What is required — Copy nothing but the lines below running from the line containing "for _ in i..=j.min(chars.len()" through the line containing "(1..=hashes).all(|k| chars.get(i +", both end lines included.

Available records —
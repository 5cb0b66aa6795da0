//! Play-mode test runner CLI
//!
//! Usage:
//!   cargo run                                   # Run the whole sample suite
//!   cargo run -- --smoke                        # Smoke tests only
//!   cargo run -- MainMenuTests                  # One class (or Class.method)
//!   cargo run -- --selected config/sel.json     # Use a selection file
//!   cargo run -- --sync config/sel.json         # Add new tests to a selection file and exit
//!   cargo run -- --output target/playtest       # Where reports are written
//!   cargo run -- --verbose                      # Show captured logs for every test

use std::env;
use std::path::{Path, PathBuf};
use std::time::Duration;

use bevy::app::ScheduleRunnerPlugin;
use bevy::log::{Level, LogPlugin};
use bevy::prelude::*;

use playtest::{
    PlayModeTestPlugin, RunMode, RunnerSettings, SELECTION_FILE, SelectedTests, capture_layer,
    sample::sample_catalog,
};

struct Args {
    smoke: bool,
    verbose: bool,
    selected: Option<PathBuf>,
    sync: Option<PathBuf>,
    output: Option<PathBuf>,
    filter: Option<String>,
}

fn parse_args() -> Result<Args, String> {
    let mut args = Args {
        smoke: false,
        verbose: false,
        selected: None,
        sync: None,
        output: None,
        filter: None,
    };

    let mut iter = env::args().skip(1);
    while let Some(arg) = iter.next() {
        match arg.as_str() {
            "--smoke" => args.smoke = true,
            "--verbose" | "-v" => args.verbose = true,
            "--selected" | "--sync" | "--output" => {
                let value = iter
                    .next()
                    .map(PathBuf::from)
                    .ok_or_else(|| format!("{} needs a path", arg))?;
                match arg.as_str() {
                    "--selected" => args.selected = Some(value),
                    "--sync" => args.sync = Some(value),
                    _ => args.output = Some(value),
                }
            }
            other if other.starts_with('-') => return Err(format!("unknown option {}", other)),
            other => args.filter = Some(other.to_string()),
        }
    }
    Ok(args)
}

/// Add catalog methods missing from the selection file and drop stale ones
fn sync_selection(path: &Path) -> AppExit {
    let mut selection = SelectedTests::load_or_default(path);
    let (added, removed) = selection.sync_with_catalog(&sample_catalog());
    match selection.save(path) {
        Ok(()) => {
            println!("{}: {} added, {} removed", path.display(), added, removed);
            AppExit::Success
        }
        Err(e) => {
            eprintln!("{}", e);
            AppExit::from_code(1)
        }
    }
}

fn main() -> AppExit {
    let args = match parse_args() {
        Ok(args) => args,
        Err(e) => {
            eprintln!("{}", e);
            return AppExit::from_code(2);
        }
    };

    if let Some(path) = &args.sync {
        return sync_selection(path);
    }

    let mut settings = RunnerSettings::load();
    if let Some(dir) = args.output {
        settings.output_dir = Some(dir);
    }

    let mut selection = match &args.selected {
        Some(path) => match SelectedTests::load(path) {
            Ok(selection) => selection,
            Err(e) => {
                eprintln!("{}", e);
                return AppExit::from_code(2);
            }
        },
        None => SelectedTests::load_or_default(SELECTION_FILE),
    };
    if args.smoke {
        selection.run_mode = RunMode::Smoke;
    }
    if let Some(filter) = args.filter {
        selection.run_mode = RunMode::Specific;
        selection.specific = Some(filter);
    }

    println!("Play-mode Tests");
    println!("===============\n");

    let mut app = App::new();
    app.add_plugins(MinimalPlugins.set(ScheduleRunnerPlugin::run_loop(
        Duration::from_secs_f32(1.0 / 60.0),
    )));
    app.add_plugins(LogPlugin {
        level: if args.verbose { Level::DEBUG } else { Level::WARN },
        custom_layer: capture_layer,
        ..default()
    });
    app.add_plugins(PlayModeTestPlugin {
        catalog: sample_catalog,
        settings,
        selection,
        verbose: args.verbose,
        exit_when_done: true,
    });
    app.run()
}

* * *

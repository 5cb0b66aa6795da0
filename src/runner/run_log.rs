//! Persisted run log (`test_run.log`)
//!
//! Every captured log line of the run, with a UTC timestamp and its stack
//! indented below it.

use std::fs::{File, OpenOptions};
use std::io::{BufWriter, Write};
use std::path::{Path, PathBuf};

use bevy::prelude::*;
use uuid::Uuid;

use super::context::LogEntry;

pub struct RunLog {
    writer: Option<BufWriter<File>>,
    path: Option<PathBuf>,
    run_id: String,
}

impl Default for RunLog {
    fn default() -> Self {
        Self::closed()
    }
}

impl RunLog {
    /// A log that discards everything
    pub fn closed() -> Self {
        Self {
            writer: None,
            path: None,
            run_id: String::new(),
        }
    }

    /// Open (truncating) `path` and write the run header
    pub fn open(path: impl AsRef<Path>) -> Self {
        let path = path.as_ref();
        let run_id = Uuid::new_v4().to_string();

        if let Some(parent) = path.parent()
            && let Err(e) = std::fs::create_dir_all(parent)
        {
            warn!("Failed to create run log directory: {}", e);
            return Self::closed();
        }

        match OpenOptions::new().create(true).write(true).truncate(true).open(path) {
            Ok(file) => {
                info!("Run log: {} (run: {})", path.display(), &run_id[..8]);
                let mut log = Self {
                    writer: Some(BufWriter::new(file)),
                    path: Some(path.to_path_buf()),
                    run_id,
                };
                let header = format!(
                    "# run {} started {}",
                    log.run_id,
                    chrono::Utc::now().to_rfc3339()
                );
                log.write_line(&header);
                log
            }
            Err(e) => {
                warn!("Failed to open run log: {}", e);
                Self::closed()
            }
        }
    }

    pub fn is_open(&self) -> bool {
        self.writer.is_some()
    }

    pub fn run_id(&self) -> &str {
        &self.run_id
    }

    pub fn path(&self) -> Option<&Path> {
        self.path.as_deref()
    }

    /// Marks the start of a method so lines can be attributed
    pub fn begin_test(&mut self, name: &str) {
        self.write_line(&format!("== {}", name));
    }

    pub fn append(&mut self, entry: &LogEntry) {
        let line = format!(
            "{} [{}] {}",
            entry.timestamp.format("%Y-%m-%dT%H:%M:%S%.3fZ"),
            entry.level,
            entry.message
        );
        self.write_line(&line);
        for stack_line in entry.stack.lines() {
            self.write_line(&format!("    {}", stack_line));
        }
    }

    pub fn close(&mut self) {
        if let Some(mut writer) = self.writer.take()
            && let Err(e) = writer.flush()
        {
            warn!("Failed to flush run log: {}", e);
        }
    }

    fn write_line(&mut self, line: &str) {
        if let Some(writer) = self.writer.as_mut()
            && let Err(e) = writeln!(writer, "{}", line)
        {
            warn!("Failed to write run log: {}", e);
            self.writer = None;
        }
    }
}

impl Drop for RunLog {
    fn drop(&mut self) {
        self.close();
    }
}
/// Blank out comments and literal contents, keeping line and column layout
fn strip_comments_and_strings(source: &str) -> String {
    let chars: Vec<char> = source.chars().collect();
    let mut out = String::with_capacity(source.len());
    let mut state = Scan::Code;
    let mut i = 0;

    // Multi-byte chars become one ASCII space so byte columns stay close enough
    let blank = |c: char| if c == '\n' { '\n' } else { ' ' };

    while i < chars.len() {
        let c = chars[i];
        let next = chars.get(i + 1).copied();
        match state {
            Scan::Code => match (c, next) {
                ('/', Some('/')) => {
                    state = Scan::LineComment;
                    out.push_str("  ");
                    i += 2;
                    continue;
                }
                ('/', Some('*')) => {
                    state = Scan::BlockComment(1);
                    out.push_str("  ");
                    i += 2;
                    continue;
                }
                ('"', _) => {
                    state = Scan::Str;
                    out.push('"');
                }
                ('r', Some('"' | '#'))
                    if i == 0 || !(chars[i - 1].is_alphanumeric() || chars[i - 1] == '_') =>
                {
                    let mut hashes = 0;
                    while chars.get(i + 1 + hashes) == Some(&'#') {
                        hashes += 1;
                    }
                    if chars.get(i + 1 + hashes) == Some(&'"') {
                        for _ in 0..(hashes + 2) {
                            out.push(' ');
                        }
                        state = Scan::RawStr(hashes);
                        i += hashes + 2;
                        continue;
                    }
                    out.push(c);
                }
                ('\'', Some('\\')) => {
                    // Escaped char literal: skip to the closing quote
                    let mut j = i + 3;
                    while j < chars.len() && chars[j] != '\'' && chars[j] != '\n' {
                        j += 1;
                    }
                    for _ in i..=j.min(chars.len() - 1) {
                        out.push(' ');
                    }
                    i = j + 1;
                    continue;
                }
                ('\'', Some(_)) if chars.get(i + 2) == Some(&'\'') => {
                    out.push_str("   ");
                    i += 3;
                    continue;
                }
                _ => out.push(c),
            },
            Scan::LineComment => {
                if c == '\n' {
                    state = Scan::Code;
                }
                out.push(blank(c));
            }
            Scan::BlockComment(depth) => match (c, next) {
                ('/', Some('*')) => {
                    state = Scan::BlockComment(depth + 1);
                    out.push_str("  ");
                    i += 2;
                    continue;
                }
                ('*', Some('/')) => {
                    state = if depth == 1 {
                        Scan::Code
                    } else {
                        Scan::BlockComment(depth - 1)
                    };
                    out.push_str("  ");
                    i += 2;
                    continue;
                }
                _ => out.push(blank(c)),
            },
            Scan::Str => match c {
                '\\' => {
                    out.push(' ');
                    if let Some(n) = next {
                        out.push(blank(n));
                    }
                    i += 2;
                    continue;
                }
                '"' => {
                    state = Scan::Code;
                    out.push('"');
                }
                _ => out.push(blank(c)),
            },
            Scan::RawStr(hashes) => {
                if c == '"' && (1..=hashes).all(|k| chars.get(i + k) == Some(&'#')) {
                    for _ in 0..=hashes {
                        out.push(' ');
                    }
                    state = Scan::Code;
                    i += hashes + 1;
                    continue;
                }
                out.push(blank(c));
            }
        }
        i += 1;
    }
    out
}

--

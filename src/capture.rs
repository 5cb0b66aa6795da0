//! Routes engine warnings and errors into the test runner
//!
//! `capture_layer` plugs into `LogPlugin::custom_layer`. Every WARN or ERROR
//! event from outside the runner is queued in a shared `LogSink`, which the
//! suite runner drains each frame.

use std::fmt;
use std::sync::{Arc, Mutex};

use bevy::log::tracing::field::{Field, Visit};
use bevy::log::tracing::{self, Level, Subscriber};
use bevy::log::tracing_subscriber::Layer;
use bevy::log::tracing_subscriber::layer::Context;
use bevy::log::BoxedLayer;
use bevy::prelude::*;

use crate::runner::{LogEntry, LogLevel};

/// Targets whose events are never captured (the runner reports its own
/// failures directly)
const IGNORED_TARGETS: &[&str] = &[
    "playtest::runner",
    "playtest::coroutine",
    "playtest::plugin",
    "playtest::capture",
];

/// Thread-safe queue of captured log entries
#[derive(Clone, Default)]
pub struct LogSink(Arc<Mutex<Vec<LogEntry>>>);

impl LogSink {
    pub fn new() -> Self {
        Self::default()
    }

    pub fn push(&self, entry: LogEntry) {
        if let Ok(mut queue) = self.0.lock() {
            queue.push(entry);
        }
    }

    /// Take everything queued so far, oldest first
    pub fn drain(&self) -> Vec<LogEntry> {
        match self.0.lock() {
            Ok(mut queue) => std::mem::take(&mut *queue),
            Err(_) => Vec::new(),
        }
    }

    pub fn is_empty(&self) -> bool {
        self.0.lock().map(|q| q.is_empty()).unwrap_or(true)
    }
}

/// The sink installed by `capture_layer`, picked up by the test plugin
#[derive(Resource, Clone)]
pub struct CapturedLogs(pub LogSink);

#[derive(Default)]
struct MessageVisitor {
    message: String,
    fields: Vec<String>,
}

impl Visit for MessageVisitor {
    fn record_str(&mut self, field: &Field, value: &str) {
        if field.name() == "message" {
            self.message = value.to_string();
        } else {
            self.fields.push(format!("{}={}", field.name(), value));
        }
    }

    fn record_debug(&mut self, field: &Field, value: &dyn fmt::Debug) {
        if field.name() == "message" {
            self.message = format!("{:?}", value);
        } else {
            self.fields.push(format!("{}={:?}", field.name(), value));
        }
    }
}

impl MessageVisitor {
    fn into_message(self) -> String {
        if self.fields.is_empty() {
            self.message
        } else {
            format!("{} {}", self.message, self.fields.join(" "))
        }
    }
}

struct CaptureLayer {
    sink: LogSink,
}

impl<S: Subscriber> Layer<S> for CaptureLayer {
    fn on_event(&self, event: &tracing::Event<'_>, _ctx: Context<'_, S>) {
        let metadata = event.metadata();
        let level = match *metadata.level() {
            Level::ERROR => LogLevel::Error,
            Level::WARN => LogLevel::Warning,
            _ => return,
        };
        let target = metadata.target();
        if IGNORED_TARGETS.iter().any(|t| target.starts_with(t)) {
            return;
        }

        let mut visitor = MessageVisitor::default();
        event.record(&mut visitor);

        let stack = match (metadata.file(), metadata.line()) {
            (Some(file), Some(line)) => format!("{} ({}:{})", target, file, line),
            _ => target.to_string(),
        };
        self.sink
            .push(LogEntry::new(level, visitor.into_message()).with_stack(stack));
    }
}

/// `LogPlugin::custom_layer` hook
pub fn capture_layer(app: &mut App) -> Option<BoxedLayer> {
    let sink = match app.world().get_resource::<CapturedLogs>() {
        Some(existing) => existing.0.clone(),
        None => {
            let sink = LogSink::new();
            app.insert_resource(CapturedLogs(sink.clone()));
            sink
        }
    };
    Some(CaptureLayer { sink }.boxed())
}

Finished task —
                    for _ in i..=j.min(chars.len() - 1) {
                        out.push(' ');
                    }
                    i = j + 1;
                    continue;
                }
                ('\'', Some(_)) if chars.get(i + 2) == Some(&'\'') => {
                    out.push_str("   ");
                    i += 3;
                    continue;
                }
                _ => out.push(c),
            },
            Scan::LineComment => {
                if c == '\n' {
                    state = Scan::Code;
                }
                out.push(blank(c));
            }
            Scan::BlockComment(depth) => match (c, next) {
                ('/', Some('*')) => {
                    state = Scan::BlockComment(depth + 1);
                    out.push_str("  ");
                    i += 2;
                    continue;
                }
                ('*', Some('/')) => {
                    state = if depth == 1 {
                        Scan::Code
                    } else {
                        Scan::BlockComment(depth - 1)
                    };
                    out.push_str("  ");
                    i += 2;
                    continue;
                }
                _ => out.push(blank(c)),
            },
            Scan::Str => match c {
                '\\' => {
                    out.push(' ');
                    if let Some(n) = next {
                        out.push(blank(n));
                    }
                    i += 2;
                    continue;
                }
                '"' => {
                    state = Scan::Code;
                    out.push('"');
                }
                _ => out.push(blank(c)),
            },
            Scan::RawStr(hashes) => {
                if c == '"' && (1..=hashes).all(|k| chars.get(i + k) == Some(&'#')) {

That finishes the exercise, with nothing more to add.